### Material to process
use std::io;
use std::sync::Arc;
use std::thread::{self, JoinHandle};

use crossbeam_channel::{Receiver, Sender};
use tracing::{debug, error, warn};

/// Item of a worker queue: a unit of work or the request to exit.
#[derive(Debug)]
pub enum Job<T> {
    Work(T),
    Quit,
}

type Handler<T> = Arc<dyn Fn(T) + Send + Sync>;

/// Fixed-size pool of threads consuming one queue.
pub struct WorkerPool<T: Send + 'static> {
    name: &'static str,
    tx: Sender<Job<T>>,
    rx: Receiver<Job<T>>,
    handler: Handler<T>,
    threads: Vec<JoinHandle<()>>,
    spawned: usize,
}

impl<T: Send + 'static> WorkerPool<T> {
    /// Spawn `count` workers running `handler` on every item of the queue.
    pub fn spawn(
        name: &'static str,
        count: usize,
        tx: Sender<Job<T>>,
        rx: Receiver<Job<T>>,
        handler: impl Fn(T) + Send + Sync + 'static,
    ) -> io::Result<Self> {
        let mut pool = Self {
            name,
            tx,
            rx,
            handler: Arc::new(handler),
            threads: Vec::with_capacity(count),
            spawned: 0,
        };
        for _ in 0..count {
            let handle = pool.spawn_one()?;
            pool.threads.push(handle);
        }
        Ok(pool)
    }

    fn spawn_one(&mut self) -> io::Result<JoinHandle<()>> {
        let rx = self.rx.clone();
        let handler = Arc::clone(&self.handler);
        let name = format!("{}-{}", self.name, self.spawned);
        self.spawned += 1;
        thread::Builder::new().name(name).spawn(move || {
            while let Ok(Job::Work(item)) = rx.recv() {
                handler(item);
            }
        })
    }

    pub fn len(&self) -> usize {
        self.threads.len()
    }

    pub fn is_empty(&self) -> bool {
        self.threads.is_empty()
    }

    /// Replace workers that have exited unexpectedly. Returns how many were restarted.
    pub fn check_alive(&mut self) -> usize {
        let mut restarted = 0;
        for i in 0..self.threads.len() {
            if !self.threads[i].is_finished() {
                continue;
            }
            let replacement = match self.spawn_one() {
                Ok(handle) => handle,
                Err(e) => {
                    error!(pool = self.name, error = %e, "Failed to respawn worker");
                    continue;
                }
            };
            let dead = std::mem::replace(&mut self.threads[i], replacement);
            if dead.join().is_err() {
                warn!(pool = self.name, "Worker thread panicked, restarted");
            } else {
                warn!(pool = self.name, "Worker thread exited, restarted");
            }
            restarted += 1;
        }
        restarted
    }

    /// Send one quit sentinel per worker and join them all.
    pub fn shutdown(self) {
        debug!(pool = self.name, workers = self.threads.len(), "Stopping workers");
        for _ in &self.threads {
            if self.tx.send(Job::Quit).is_err() {
                break;
            }
        }
        for handle in self.threads {
            if handle.join().is_err() {
                error!(pool = self.name, "Worker thread panicked during shutdown");
            }
        }
    }
}
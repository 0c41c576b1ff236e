use std::collections::HashSet;

use crate::{BlockKey, ObjectId};

/// Blocks and objects currently being uploaded or downloaded.
///
/// Membership is a mutual-exclusion marker: a block key in the set may not be
/// read, written or transferred by anyone else, and an object in the set may
/// not be downloaded or deleted until its transfer finishes.
#[derive(Debug, Default)]
pub struct InTransit {
    blocks: HashSet<BlockKey>,
    objects: HashSet<ObjectId>,
}

impl InTransit {
    /// Returns false if the block was already in transit.
    pub fn insert_block(&mut self, key: BlockKey) -> bool {
        self.blocks.insert(key)
    }

    pub fn remove_block(&mut self, key: &BlockKey) -> bool {
        self.blocks.remove(key)
    }

    pub fn contains_block(&self, key: &BlockKey) -> bool {
        self.blocks.contains(key)
    }

    /// Returns false if the object was already in transit.
    pub fn insert_object(&mut self, obj_id: ObjectId) -> bool {
        self.objects.insert(obj_id)
    }

    pub fn remove_object(&mut self, obj_id: &ObjectId) -> bool {
        self.objects.remove(obj_id)
    }

    pub fn contains_object(&self, obj_id: &ObjectId) -> bool {
        self.objects.contains(obj_id)
    }

    pub fn is_empty(&self) -> bool {
        self.blocks.is_empty() && self.objects.is_empty()
    }
}
fn row_to_block(row: &rusqlite::Row) -> rusqlite::Result<BlockRecord> {
    let hash_bytes: Vec<u8> = row.get(1)?;
    let mut hash = [0u8; 32];
    if hash_bytes.len() == hash.len() {
        hash.copy_from_slice(&hash_bytes);
    }
    Ok(BlockRecord {
        id: BlockId(row.get(0)?),
        hash,
        refcount: row.get(2)?,
        obj_id: ObjectId(row.get(3)?),
        size: row.get::<_, i64>(4)?.max(0) as u64,
    })
}
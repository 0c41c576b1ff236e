pub mod hasher;
pub mod memory;

use std::fs::{self, File};
use std::io::{self, Read, Write};
use std::path::PathBuf;

use hasher::StreamingHasher;

pub use memory::MemoryObjectStore;

/// Key written by connectivity probes. Never collides with `data_<id>` keys.
pub const PROBE_KEY: &str = "cloud_gw_test_connection";

#[derive(Debug, thiserror::Error)]
pub enum StoreError {
    /// The backend confirmed that the object does not exist.
    #[error("no such object: {key}")]
    NoSuchObject { key: String },

    #[error("backend unavailable: {0}")]
    Backend(String),

    #[error("backend I/O error: {0}")]
    Io(#[from] io::Error),
}

impl StoreError {
    /// Transient errors are worth retrying; a missing object never is.
    pub fn is_transient(&self) -> bool {
        !matches!(self, StoreError::NoSuchObject { .. })
    }
}

pub type StoreResult<T> = std::result::Result<T, StoreError>;

/// Remote blob store holding one object per distinct block content.
///
/// Implementations handle their own connection-level timeouts; callers layer
/// their retry policy on top.
pub trait ObjectStore: Send + Sync {
    /// Store everything `data` yields under `key`, returning the stored size.
    fn put(&self, key: &str, data: &mut dyn Read) -> StoreResult<u64>;

    /// Open the object stored under `key` for reading.
    fn get(&self, key: &str) -> StoreResult<Box<dyn Read + Send>>;

    fn delete(&self, key: &str) -> StoreResult<()>;

    /// List keys starting with `prefix`.
    fn list(&self, prefix: &str) -> StoreResult<Vec<String>>;

    /// Cheap no-op write used to check that the backend is reachable.
    fn probe(&self) -> StoreResult<()> {
        self.put(PROBE_KEY, &mut &b"nodata"[..]).map(|_| ())
    }
}

/// Directory-backed object store.
///
/// Objects are stored as `{base_dir}/{2-char-prefix}/{key}` where the prefix
/// is taken from the SHA-256 of the key, spreading keys over 256 directories.
pub struct LocalObjectStore {
    base_dir: PathBuf,
    temp_dir: PathBuf,
}

impl LocalObjectStore {
    pub fn new(base_dir: PathBuf) -> StoreResult<Self> {
        let temp_dir = base_dir.join("tmp");
        fs::create_dir_all(&temp_dir)?;
        Ok(Self { base_dir, temp_dir })
    }

    fn object_path(&self, key: &str) -> StoreResult<PathBuf> {
        if key.is_empty() || key.contains('/') || key == "tmp" {
            return Err(StoreError::Backend(format!("invalid object key {key:?}")));
        }
        let prefix = hex::encode(crate::sha256(key.as_bytes()));
        Ok(self.base_dir.join(&prefix[..2]).join(key))
    }
}

impl ObjectStore for LocalObjectStore {
    fn put(&self, key: &str, data: &mut dyn Read) -> StoreResult<u64> {
        let dest = self.object_path(key)?;
        let temp_path = self.temp_dir.join(uuid::Uuid::new_v4().to_string());
        let temp_file = File::create(&temp_path)?;
        let mut hasher = StreamingHasher::new(io::BufWriter::new(temp_file));

        let copied = io::copy(data, &mut hasher).and_then(|_| hasher.flush());
        if let Err(e) = copied {
            let _ = fs::remove_file(&temp_path);
            return Err(e.into());
        }
        let (_, size, _writer) = hasher.finish();

        if let Some(parent) = dest.parent() {
            fs::create_dir_all(parent)?;
        }
        fs::rename(&temp_path, &dest)?;
        Ok(size)
    }

    fn get(&self, key: &str) -> StoreResult<Box<dyn Read + Send>> {
        let path = self.object_path(key)?;
        match File::open(&path) {
            Ok(file) => Ok(Box::new(io::BufReader::new(file))),
            Err(e) if e.kind() == io::ErrorKind::NotFound => Err(StoreError::NoSuchObject {
                key: key.to_string(),
            }),
            Err(e) => Err(e.into()),
        }
    }

    fn delete(&self, key: &str) -> StoreResult<()> {
        let path = self.object_path(key)?;
        match fs::remove_file(&path) {
            Ok(()) => Ok(()),
            Err(e) if e.kind() == io::ErrorKind::NotFound => Err(StoreError::NoSuchObject {
                key: key.to_string(),
            }),
            Err(e) => Err(e.into()),
        }
    }

    fn list(&self, prefix: &str) -> StoreResult<Vec<String>> {
        let mut keys = Vec::new();
        for shard in fs::read_dir(&self.base_dir)? {
            let shard = shard?;
            if !shard.file_type()?.is_dir() || shard.path() == self.temp_dir {
                continue;
            }
            for object in fs::read_dir(shard.path())? {
                let name = object?.file_name().to_string_lossy().to_string();
                if name.starts_with(prefix) {
                    keys.push(name);
                }
            }
        }
        keys.sort();
        Ok(keys)
    }
}

#[cfg(test)]
mod tests {
    use super::*;
    use tempfile::tempdir;

    fn setup() -> (LocalObjectStore, tempfile::TempDir) {
        let dir = tempdir().unwrap();
        let store = LocalObjectStore::new(dir.path().join("objects")).unwrap();
        (store, dir)
    }

    fn read_all(store: &LocalObjectStore, key: &str) -> Vec<u8> {
        let mut buf = Vec::new();
        store.get(key).unwrap().read_to_end(&mut buf).unwrap();
        buf
    }

    #[test]
    fn test_put_and_get() {
        let (store, _dir) = setup();
        let size = store.put("data_1", &mut &b"hello world"[..]).unwrap();
        assert_eq!(size, 11);
        assert_eq!(read_all(&store, "data_1"), b"hello world");
    }

    #[test]
    fn test_put_overwrites() {
        let (store, _dir) = setup();
        store.put("data_1", &mut &b"first"[..]).unwrap();
        store.put("data_1", &mut &b"second"[..]).unwrap();
        assert_eq!(read_all(&store, "data_1"), b"second");
    }

    #[test]
    fn test_missing_object_is_permanent() {
        let (store, _dir) = setup();
        let err = store.get("data_404").err().unwrap();
        assert!(matches!(err, StoreError::NoSuchObject { .. }));
        assert!(!err.is_transient());
        assert!(matches!(
            store.delete("data_404"),
            Err(StoreError::NoSuchObject { .. })
        ));
    }

    #[test]
    fn test_delete() {
        let (store, _dir) = setup();
        store.put("data_2", &mut &b"removeme"[..]).unwrap();
        store.delete("data_2").unwrap();
        assert!(store.get("data_2").is_err());
    }

    #[test]
    fn test_list_and_probe() {
        let (store, _dir) = setup();
        store.put("data_1", &mut &b"a"[..]).unwrap();
        store.put("data_2", &mut &b"b"[..]).unwrap();
        store.probe().unwrap();
        assert_eq!(store.list("data_").unwrap(), vec!["data_1", "data_2"]);
        assert_eq!(store.list("").unwrap().len(), 3);
    }

    #[test]
    fn test_invalid_key_rejected() {
        let (store, _dir) = setup();
        assert!(store.put("../escape", &mut &b"x"[..]).is_err());
    }
}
######
Exercise:
Wherever the string "JoinHandle" occurs in the records, copy the line it is in.

Written answer:
use std::thread::{self, JoinHandle};
    threads: Vec<JoinHandle<()>>,
    fn spawn_one(&mut self) -> io::Result<JoinHandle<()>> {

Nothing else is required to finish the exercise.